**BRIEF:**
From the records below, print exactly the lines starting at the one containing "pub fn events(&self)" and ending at the one containing "state-changing entry point", ends included, and nothing else.

━━━━━━━━

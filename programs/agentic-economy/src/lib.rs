//! Agentic Economy Engine
//!
//! Agent selection and job lifecycle rules of the agentic economy contract,
//! independent of any blockchain runtime. Agents register with a category, a
//! base fee and a stake; employers lock a budget in escrow for a worker chosen
//! directly or by category; the worker accepts and delivers; the employer
//! releases payment minus the platform fee, or anyone refunds the employer
//! once the timeout elapses. Reputation moves by one step per outcome.
//!
//! Every mutating entry point takes `&mut Economy`, so transitions are
//! serialized by construction. Share an engine across threads behind a mutex.

use std::collections::{BTreeMap, HashMap};

use tracing::info;

pub mod context;
pub mod deployment;
pub mod errors;
pub mod events;
pub mod instructions;
pub mod showcase;
pub mod state;
pub mod utils;

pub use context::CallContext;
pub use errors::{EconomyError, Result};
pub use events::EconomyEvent;
pub use instructions::release_payment::Settlement;
pub use instructions::selection_helpers::{RankingEntry, Selection};
pub use instructions::value_transfer::{Balances, Transfer, TransferError, TransferKind, ValueSink};
pub use state::{
    Address, AgentProfile, Category, ContractVersion, Job, JobStatus, Ledger, ProtocolConfig,
    SelectionPolicy,
};
pub use utils::version::EntryPoint;

use instructions::selection_helpers;
use instructions::settlement_helpers::validate_fee_bps;
use utils::version::check_entry_point_available;

/// The engine: configuration, agent registry, jobs, ledger and event log
#[derive(Debug, Clone)]
pub struct Economy {
    pub(crate) config: ProtocolConfig,
    pub(crate) ledger: Ledger,
    pub(crate) agents: HashMap<Address, AgentProfile>,
    pub(crate) registration_order: Vec<Address>,
    pub(crate) category_agents: BTreeMap<Category, Vec<Address>>,
    pub(crate) jobs: Vec<Job>,
    pub(crate) events: Vec<EconomyEvent>,
    pub(crate) sequence: u64,
    pub(crate) transfer_in_flight: bool,
}

impl Economy {
    /// Deploy a fresh engine. The owner must be non-zero and the fee within cap.
    pub fn new(config: ProtocolConfig) -> Result<Self> {
        if config.owner.is_zero() {
            return Err(EconomyError::InvalidInput("owner"));
        }
        validate_fee_bps(config.platform_fee_bps)?;
        info!(
            owner = %config.owner,
            version = %config.version,
            platform_fee_bps = config.platform_fee_bps,
            "economy initialized"
        );
        Ok(Self {
            config,
            ledger: Ledger::default(),
            agents: HashMap::new(),
            registration_order: Vec::new(),
            category_agents: BTreeMap::new(),
            jobs: Vec::new(),
            events: Vec::new(),
            sequence: 0,
            transfer_in_flight: false,
        })
    }

    // ========================================================================
    // Registration
    // ========================================================================

    /// Register the caller without a category. Such agents can be hired
    /// directly but are never picked by category.
    pub fn register_agent(&mut self, ctx: &CallContext, name: &str, expertise: &str) -> Result<()> {
        instructions::register_agent::handler(self, ctx, name, expertise)
    }

    /// Register the caller in `category` with a base fee; the attached value
    /// is the stake and must reach the minimum registration stake.
    pub fn register_agent_v2(
        &mut self,
        ctx: &CallContext,
        name: &str,
        expertise: &str,
        category: Category,
        base_fee: u128,
    ) -> Result<()> {
        instructions::register_agent_v2::handler(self, ctx, name, expertise, category, base_fee)
    }

    /// Owner-only registration of a synthetic agent at a chosen reputation.
    #[allow(clippy::too_many_arguments)]
    pub fn seed_synthetic_agent(
        &mut self,
        ctx: &CallContext,
        agent: Address,
        name: &str,
        expertise: &str,
        category: Category,
        base_fee: u128,
        reputation: u8,
    ) -> Result<()> {
        instructions::seed_synthetic_agent::handler(
            self, ctx, agent, name, expertise, category, base_fee, reputation,
        )
    }

    // ========================================================================
    // Job lifecycle
    // ========================================================================

    /// Lock the attached value as the budget of a job for `worker`.
    ///
    /// # Returns
    /// The new job id.
    pub fn create_job(&mut self, ctx: &CallContext, worker: Address, timeout: u64) -> Result<u64> {
        instructions::create_job::handler(self, ctx, worker, timeout)
    }

    /// Lock the attached value and let the selector pick the worker.
    pub fn create_job_by_category(
        &mut self,
        ctx: &CallContext,
        category: Category,
        timeout: u64,
    ) -> Result<u64> {
        instructions::create_job_by_category::handler(self, ctx, category, timeout)
    }

    pub fn accept_job(&mut self, ctx: &CallContext, job_id: u64) -> Result<()> {
        instructions::accept_job::handler(self, ctx, job_id)
    }

    pub fn submit_work(&mut self, ctx: &CallContext, job_id: u64, delivery: &str) -> Result<()> {
        instructions::submit_work::handler(self, ctx, job_id, delivery)
    }

    /// Pay the worker `budget - fee` and keep the fee.
    pub fn approve_work(
        &mut self,
        ctx: &CallContext,
        job_id: u64,
        sink: &mut dyn ValueSink,
    ) -> Result<Settlement> {
        instructions::release_payment::handler(self, ctx, job_id, sink, EntryPoint::ApproveWork)
    }

    /// Same settlement as [`Economy::approve_work`], under its v2 name.
    pub fn release_payment(
        &mut self,
        ctx: &CallContext,
        job_id: u64,
        sink: &mut dyn ValueSink,
    ) -> Result<Settlement> {
        instructions::release_payment::handler(self, ctx, job_id, sink, EntryPoint::ReleasePayment)
    }

    /// Return the whole budget to the employer after the timeout.
    ///
    /// # Returns
    /// The refunded amount.
    pub fn refund_after_timeout(
        &mut self,
        ctx: &CallContext,
        job_id: u64,
        sink: &mut dyn ValueSink,
    ) -> Result<u128> {
        instructions::refund_after_timeout::handler(self, ctx, job_id, sink)
    }

    /// One-shot employer feedback on a resolved job.
    ///
    /// # Returns
    /// The worker's new reputation.
    pub fn apply_synthetic_feedback(
        &mut self,
        ctx: &CallContext,
        job_id: u64,
        positive: bool,
    ) -> Result<u8> {
        instructions::apply_synthetic_feedback::handler(self, ctx, job_id, positive)
    }

    // ========================================================================
    // Administration
    // ========================================================================

    pub fn set_agent_reputation(
        &mut self,
        ctx: &CallContext,
        agent: Address,
        score: u8,
    ) -> Result<()> {
        instructions::set_agent_reputation::handler(self, ctx, agent, score)
    }

    pub fn set_platform_fee_bps(&mut self, ctx: &CallContext, fee_bps: u16) -> Result<()> {
        instructions::update_platform_fee::handler(self, ctx, fee_bps)
    }

    pub fn withdraw_fees(
        &mut self,
        ctx: &CallContext,
        to: Address,
        amount: u128,
        sink: &mut dyn ValueSink,
    ) -> Result<()> {
        instructions::withdraw_fees::handler(self, ctx, to, amount, sink)
    }

    pub fn transfer_ownership(&mut self, ctx: &CallContext, new_owner: Address) -> Result<()> {
        instructions::transfer_ownership::handler(self, ctx, new_owner)
    }

    /// Plain deposit, credited to the withdrawable pool.
    pub fn receive(&mut self, ctx: &CallContext) -> Result<()> {
        instructions::receive_funds::handler(self, ctx)
    }

    // ========================================================================
    // Views
    // ========================================================================

    /// Top-ranked affordable agent in `category`, or `None`.
    pub fn get_best_agent(&self, category: Category, budget: u128) -> Result<Option<RankingEntry>> {
        instructions::get_best_agent::handler(self, category, budget)
    }

    /// Ranked affordable candidates under the configured policy.
    pub fn select_candidates(&self, category: Category, budget: u128) -> Selection {
        selection_helpers::select(
            self.ranking_entries(category),
            category,
            budget,
            self.config.selection_policy,
        )
    }

    /// Ranking entries of `category` in registration order
    pub fn ranking_entries(&self, category: Category) -> Vec<RankingEntry> {
        self.category_agents(category)
            .iter()
            .filter_map(|address| self.agents.get(address))
            .filter(|profile| profile.is_listed_in(category))
            .filter_map(RankingEntry::from_profile)
            .collect()
    }

    pub fn get_agent_profile(&self, agent: &Address) -> Option<&AgentProfile> {
        self.agents.get(agent)
    }

    pub fn is_registered(&self, agent: &Address) -> bool {
        self.agents.get(agent).is_some_and(|profile| profile.registered)
    }

    pub fn category_agents(&self, category: Category) -> &[Address] {
        self.category_agents
            .get(&category)
            .map(Vec::as_slice)
            .unwrap_or(&[])
    }

    /// All agents in registration order
    pub fn agents(&self) -> impl Iterator<Item = &AgentProfile> {
        self.registration_order
            .iter()
            .filter_map(|address| self.agents.get(address))
    }

    pub fn get_job(&self, job_id: u64) -> Result<&Job> {
        self.jobs
            .get(job_id as usize)
            .ok_or(EconomyError::JobNotFound(job_id))
    }

    pub fn jobs(&self) -> &[Job] {
        &self.jobs
    }

    pub fn next_job_id(&self) -> u64 {
        self.jobs.len() as u64
    }

    pub fn config(&self) -> &ProtocolConfig {
        &self.config
    }

    pub fn owner(&self) -> Address {
        self.config.owner
    }

    pub fn version(&self) -> ContractVersion {
        self.config.version
    }

    pub fn platform_fee_bps(&self) -> u16 {
        self.config.platform_fee_bps
    }

    pub fn min_registration_stake(&self) -> u128 {
        self.config.min_stake
    }

    pub fn ledger(&self) -> &Ledger {
        &self.ledger
    }

    pub fn locked_funds(&self) -> u128 {
        self.ledger.locked_funds
    }

    pub fn accrued_fees(&self) -> u128 {
        self.ledger.accrued_fees
    }

    pub fn events(&self) -> &[EconomyEvent] {
        &self.events
    }

    /// Takes the event log. Empty while a transfer is in flight.
    pub fn drain_events(&mut self) -> Vec<EconomyEvent> {
        if self.transfer_in_flight {
            return Vec::new();
        }
        std::mem::take(&mut self.events)
    }

    /// Number of committed state-changing calls
    pub fn sequence(&self) -> u64 {
        self.sequence
    }

    // ========================================================================
    // Handler plumbing
    // ========================================================================

    /// Gate shared by every state-changing entry point
    pub(crate) fn begin(&self, entry_point: EntryPoint) -> Result<()> {
        if self.transfer_in_flight {
            return Err(EconomyError::ReentrantCall(entry_point));
        }
        check_entry_point_available(self.config.version, entry_point)
    }

    pub(crate) fn require_owner(&self, ctx: &CallContext, entry_point: EntryPoint) -> Result<()> {
        if ctx.caller != self.config.owner {
            return Err(EconomyError::Unauthorized {
                caller: ctx.caller,
                entry_point,
            });
        }
        Ok(())
    }

    pub(crate) fn agent_mut(&mut self, agent: &Address) -> Result<&mut AgentProfile> {
        self.agents
            .get_mut(agent)
            .ok_or(EconomyError::AgentNotFound(*agent))
    }

    pub(crate) fn job_mut(&mut self, job_id: u64) -> Result<&mut Job> {
        self.jobs
            .get_mut(job_id as usize)
            .ok_or(EconomyError::JobNotFound(job_id))
    }

    /// Appends the events of a call that has fully succeeded.
    ///
    /// # Returns
    /// The call's sequence number.
    pub(crate) fn commit(&mut self, entry_point: EntryPoint, events: Vec<EconomyEvent>) -> u64 {
        self.sequence = self.sequence.saturating_add(1);
        for event in events {
            info!(
                entry_point = entry_point.name(),
                sequence = self.sequence,
                event = event.name(),
                "committed"
            );
            self.events.push(event);
        }
        self.sequence
    }
}

#[cfg(test)]
pub(crate) mod test_utils;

━━━━━━━━

**RESPONSE:**
    pub fn events(&self) -> &[EconomyEvent] {
        &self.events
    }

    /// Takes the event log. Empty while a transfer is in flight.
    pub fn drain_events(&mut self) -> Vec<EconomyEvent> {
        if self.transfer_in_flight {
            return Vec::new();
        }
        std::mem::take(&mut self.events)
    }

    /// Number of committed state-changing calls
    pub fn sequence(&self) -> u64 {
        self.sequence
    }

    // ========================================================================
    // Handler plumbing
    // ========================================================================

    /// Gate shared by every state-changing entry point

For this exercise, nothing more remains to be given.